## Exercise aim
There is one span to output from the data below: the lines starting at the line with "pub(crate) enum HttpOutcome" and ending at the line with "#[derive(Debug, Clone)]". Output it exactly, ends included, nothing more.
===== Data records
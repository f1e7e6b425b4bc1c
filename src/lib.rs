//! Async client for the InfluxDB 1.x HTTP API.
//!
//! Queries go through `/query`, point writes through `/write` (line protocol,
//! optionally split into bounded batches), and the administrative commands
//! (databases, retention policies, users, privileges) are plain InfluxQL
//! statements issued through the query path.
//!
//! # Examples
//!
//! ```no_run
//! use influxdb_client_rs::{InfluxClient, Point, QueryRequest, WriteRequest};
//!
//! # async fn demo() -> influxdb_client_rs::InfluxResult<()> {
//! let client = InfluxClient::new("localhost", 8086)
//!     .auth("root", "root")
//!     .database("mydb");
//!
//! client
//!     .write(
//!         WriteRequest::new()
//!             .point(Point::new("cpu").tag("host", "server01").field_float("value", 0.64))
//!             .batch_size(5000),
//!     )
//!     .send()
//!     .await?;
//!
//! let results = client
//!     .query(QueryRequest::new("SELECT * FROM cpu LIMIT 10"))
//!     .send()
//!     .await?;
//! # let _ = results;
//! # Ok(())
//! # }
//! ```

use std::time::Duration;

use bytes::Bytes;
use reqwest::{
    header::{self, HeaderMap, HeaderValue},
    Method, Response, StatusCode,
};
use url::Url;

use crate::error::InfluxError;
use crate::query::QueryOperation;
use crate::write::WriteOperation;

pub mod admin;
pub mod error;
pub mod line_protocol;
pub mod macros;
pub mod model;
pub mod query;
pub mod quote;
pub mod resultset;
pub mod write;

#[cfg(test)]
pub mod test_util;

pub use admin::Privilege;
pub use model::{FieldValue, Point, Precision};
pub use query::{QueryRequest, QueryResults};
pub use resultset::{Record, ResultSet, Series};
pub use write::{WriteBody, WriteRequest};

const USER_AGENT: &str = "influxdb-client-rs/0.1.0";

const DEFAULT_PORT: u16 = 8086;

pub type InfluxResult<T> = Result<T, InfluxError>;

/// Tri-state classification of a response status code.
#[derive(Debug, Clone, Copy, PartialEq, Eq)]
pub(crate) enum HttpOutcome {
    Success,
    ClientError,
    ServerError,
}

/// A 5xx status is a server error no matter what the caller expected; the
/// expected-code check only runs after that. Anything else is a client error.
pub(crate) fn classify_status(status: StatusCode, expected: StatusCode) -> HttpOutcome {
    if status.is_server_error() {
        HttpOutcome::ServerError
    } else if status == expected {
        HttpOutcome::Success
    } else {
        HttpOutcome::ClientError
    }
}

pub(crate) fn default_headers() -> HeaderMap {
    let mut headers = HeaderMap::new();
    headers.insert(header::CONTENT_TYPE, HeaderValue::from_static("application/json"));
    headers.insert(header::ACCEPT, HeaderValue::from_static("text/plain"));
    headers
}

/// One request to send to the InfluxDB HTTP API.
#[derive(Debug, Clone)]
pub struct InfluxRequest {
    pub(crate) method: Method,
    pub(crate) path: &'static str,
    pub(crate) query: Vec<(String, String)>,
    pub(crate) headers: HeaderMap,
    pub(crate) body: Vec<u8>,
    pub(crate) expected_status: StatusCode,
}

impl Default for InfluxRequest {
    fn default() -> Self {
        Self {
            method: Method::GET,
            path: "query",
            query: Vec::new(),
            headers: default_headers(),
            body: Vec::new(),
            expected_status: StatusCode::OK,
        }
    }
}

#[derive(Debug, Clone, Default)]
pub struct InfluxClientOptions {
    pub timeout_ms: Option<u64>,
}

/// InfluxDB 1.x HTTP API client.
///
/// Credentials and the default database live on the client and can be changed
/// with [`switch_database`](Self::switch_database) and
/// [`switch_user`](Self::switch_user). Operation builders clone the client, so
/// an in-flight request keeps the credential snapshot it started with; a
/// switch only affects requests built afterwards.
#[derive(Clone)]
pub struct InfluxClient {
    host: String,
    port: u16,
    scheme: &'static str,
    username: String,
    password: String,
    database: Option<String>,
    verify_certs: bool,
    http_client: reqwest::Client,
    options: InfluxClientOptions,
}

impl std::fmt::Debug for InfluxClient {
    fn fmt(&self, f: &mut std::fmt::Formatter<'_>) -> std::fmt::Result {
        f.debug_struct("InfluxClient")
            .field("host", &self.host)
            .field("port", &self.port)
            .field("scheme", &self.scheme)
            .field("username", &self.username)
            .field("database", &self.database)
            .field("verify_certs", &self.verify_certs)
            .field("options", &self.options)
            .finish()
    }
}

impl InfluxClient {
    /// A client for `http://{host}:{port}` with the historical defaults:
    /// `root`/`root` credentials and no database selected.
    pub fn new(host: impl Into<String>, port: u16) -> Self {
        Self {
            host: host.into(),
            port,
            scheme: "http",
            username: "root".to_string(),
            password: "root".to_string(),
            database: None,
            verify_certs: true,
            http_client: reqwest::Client::new(),
            options: InfluxClientOptions::default(),
        }
    }

    /// Build a client from env values. `INFLUXDB_HOST` is required; also read
    /// are `INFLUXDB_PORT` (default 8086), `INFLUXDB_USERNAME`,
    /// `INFLUXDB_PASSWORD` and `INFLUXDB_DATABASE`.
    pub fn from_env() -> Self {
        let host = std::env::var("INFLUXDB_HOST").expect("env var INFLUXDB_HOST is missing");
        let port = std::env::var("INFLUXDB_PORT")
            .ok()
            .and_then(|p| p.parse().ok())
            .unwrap_or(DEFAULT_PORT);

        let mut client = Self::new(host, port);

        if let (Ok(username), Ok(password)) = (std::env::var("INFLUXDB_USERNAME"), std::env::var("INFLUXDB_PASSWORD")) {
            client = client.auth(username, password);
        }

        if let Ok(database) = std::env::var("INFLUXDB_DATABASE") {
            client = client.database(database);
        }

        client
    }

    /// Set the credentials. Passing an empty username or password disables
    /// authentication: the `u`/`p` parameters are only sent when both are
    /// non-empty.
    pub fn auth(mut self, username: impl Into<String>, password: impl Into<String>) -> Self {
        self.username = username.into();
        self.password = password.into();

        self
    }

    /// Select the default database for queries and writes.
    pub fn database(mut self, database: impl Into<String>) -> Self {
        self.database = Some(database.into());

        self
    }

    /// Switch the base URL to https. With `verify_certs` set to false the
    /// server certificate is not validated.
    pub fn https(mut self, verify_certs: bool) -> InfluxResult<Self> {
        self.scheme = "https";
        self.verify_certs = verify_certs;
        self.http_client = reqwest::Client::builder()
            .danger_accept_invalid_certs(!verify_certs)
            .build()?;

        Ok(self)
    }

    /// Change the client's default database.
    pub fn switch_database(&mut self, database: impl Into<String>) {
        self.database = Some(database.into());
    }

    /// Change the client's credentials.
    pub fn switch_user(&mut self, username: impl Into<String>, password: impl Into<String>) {
        self.username = username.into();
        self.password = password.into();
    }

    pub(crate) fn default_database(&self) -> Option<&str> {
        self.database.as_deref()
    }

    fn base_url(&self) -> String {
        format!("{}://{}:{}", self.scheme, self.host, self.port)
    }

    /// Full URL for a request. The `u`/`p` auth parameters are injected ahead
    /// of the caller's pairs when both credentials are non-empty.
    pub(crate) fn request_url(&self, path: &str, query: &[(String, String)]) -> InfluxResult<Url> {
        let mut url = Url::parse(&self.base_url())?;
        url.set_path(path);

        let authenticated = !self.username.is_empty() && !self.password.is_empty();
        if authenticated || !query.is_empty() {
            let mut pairs = url.query_pairs_mut();
            if authenticated {
                pairs.append_pair("u", &self.username);
                pairs.append_pair("p", &self.password);
            }
            for (key, value) in query {
                pairs.append_pair(key, value);
            }
        }

        Ok(url)
    }

    /// Issue one request against the server and classify the response.
    ///
    /// A 5xx status maps to [`InfluxError::ServerError`] with the body
    /// verbatim, even ahead of the expected-status check; any other
    /// unexpected status maps to [`InfluxError::ClientError`] with status and
    /// body. Network failures surface as [`InfluxError::ReqwestError`]. No
    /// retries are performed at any level.
    pub async fn send(&self, req: InfluxRequest) -> InfluxResult<Response> {
        let InfluxRequest {
            method,
            path,
            query,
            headers,
            body,
            expected_status,
        } = req;

        let url = self.request_url(path, &query)?;
        log::debug!(">> {} /{}", method, path);

        let mut headers = headers;
        headers.insert(header::USER_AGENT, HeaderValue::from_static(USER_AGENT));

        let mut request_builder = self
            .http_client
            .request(method, url)
            .headers(headers)
            .body(Bytes::from(body));

        // Handle per-request options
        if let Some(ms) = self.options.timeout_ms {
            request_builder = request_builder.timeout(Duration::from_millis(ms));
        }

        let response = request_builder.send().await?;

        let status = response.status();
        log::debug!("<< status {}", status);

        match classify_status(status, expected_status) {
            HttpOutcome::Success => Ok(response),
            HttpOutcome::ServerError => Err(InfluxError::ServerError(
                response.text().await.unwrap_or_default(),
            )),
            HttpOutcome::ClientError => Err(InfluxError::ClientError(
                status,
                response.text().await.unwrap_or_default(),
            )),
        }
    }

    /// Run an InfluxQL statement through `/query`.
    ///
    /// # Examples
    ///
    /// ```no_run
    /// # use influxdb_client_rs::{InfluxClient, QueryRequest};
    /// # async fn demo(client: InfluxClient) -> influxdb_client_rs::InfluxResult<()> {
    /// let results = client
    ///     .query(QueryRequest::new("SELECT * FROM cpu").database("telemetry"))
    ///     .send()
    ///     .await?;
    /// # let _ = results;
    /// # Ok(())
    /// # }
    /// ```
    pub fn query(&self, request: QueryRequest) -> QueryOperation {
        QueryOperation::new(self.clone(), request)
    }

    /// Write points (or pre-formatted line protocol) through `/write`.
    pub fn write(&self, request: WriteRequest) -> WriteOperation {
        WriteOperation::new(self.clone(), request)
    }
}

#[cfg(test)]
mod test_client {
    use reqwest::StatusCode;

    use super::{classify_status, HttpOutcome, InfluxClient, InfluxRequest};
    use crate::test_util::setup;

    #[test]
    fn test_classify_status() {
        let expected = StatusCode::OK;

        for code in [500u16, 502, 503, 599] {
            let status = StatusCode::from_u16(code).unwrap();
            assert_eq!(HttpOutcome::ServerError, classify_status(status, expected));
        }

        assert_eq!(HttpOutcome::Success, classify_status(StatusCode::OK, expected));
        assert_eq!(
            HttpOutcome::Success,
            classify_status(StatusCode::NO_CONTENT, StatusCode::NO_CONTENT)
        );

        for code in [400u16, 401, 404, 204, 301] {
            let status = StatusCode::from_u16(code).unwrap();
            assert_eq!(HttpOutcome::ClientError, classify_status(status, expected));
        }

        // a 503 on the write path is a server error, not a mismatch
        assert_eq!(
            HttpOutcome::ServerError,
            classify_status(StatusCode::SERVICE_UNAVAILABLE, StatusCode::NO_CONTENT)
        );
    }

    #[test]
    fn test_request_url_with_auth() {
        setup();

        let client = InfluxClient::new("localhost", 8086).auth("admin", "secret");
        let url = client
            .request_url("query", &[("q".to_string(), "SHOW DATABASES".to_string())])
            .unwrap();

        assert_eq!("/query", url.path());
        let query = url.query().unwrap();
        assert!(query.contains("u=admin"));
        assert!(query.contains("p=secret"));
        assert!(query.contains("q=SHOW+DATABASES"));
    }

    #[test]
    fn test_request_url_without_auth() {
        // either side empty disables the auth parameters
        for (username, password) in [("", "secret"), ("admin", ""), ("", "")] {
            let client = InfluxClient::new("localhost", 8086).auth(username, password);
            let url = client.request_url("write", &[]).unwrap();

            assert!(url.query().is_none());
        }
    }

    #[test]
    fn test_request_url_encodes_utf8() {
        let client = InfluxClient::new("localhost", 8086).auth("", "");
        let url = client
            .request_url("query", &[("q".to_string(), "SHOW DATABASES — all".to_string())])
            .unwrap();

        assert!(url.query().unwrap().contains("%E2%80%94"));
    }

    #[test]
    fn test_switch_operations() {
        let mut client = InfluxClient::new("localhost", 8086);
        assert!(client.default_database().is_none());

        client.switch_database("metrics");
        assert_eq!(Some("metrics"), client.default_database());

        client.switch_user("reader", "hunter2");
        let url = client.request_url("query", &[]).unwrap();
        assert!(url.query().unwrap().contains("u=reader"));
    }

    #[test]
    fn test_default_request() {
        let req = InfluxRequest::default();
        assert_eq!(reqwest::Method::GET, req.method);
        assert_eq!(StatusCode::OK, req.expected_status);
        assert_eq!("application/json", req.headers.get("content-type").unwrap().to_str().unwrap());
        assert_eq!("text/plain", req.headers.get("accept").unwrap().to_str().unwrap());
    }
}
==========
## Response to the exercise
pub(crate) enum HttpOutcome {
    Success,
    ClientError,
    ServerError,
}

/// A 5xx status is a server error no matter what the caller expected; the
/// expected-code check only runs after that. Anything else is a client error.
pub(crate) fn classify_status(status: StatusCode, expected: StatusCode) -> HttpOutcome {
    if status.is_server_error() {
        HttpOutcome::ServerError
    } else if status == expected {
        HttpOutcome::Success
    } else {
        HttpOutcome::ClientError
    }
}

pub(crate) fn default_headers() -> HeaderMap {
    let mut headers = HeaderMap::new();
    headers.insert(header::CONTENT_TYPE, HeaderValue::from_static("application/json"));
    headers.insert(header::ACCEPT, HeaderValue::from_static("text/plain"));
    headers
}

/// One request to send to the InfluxDB HTTP API.
#[derive(Debug, Clone)]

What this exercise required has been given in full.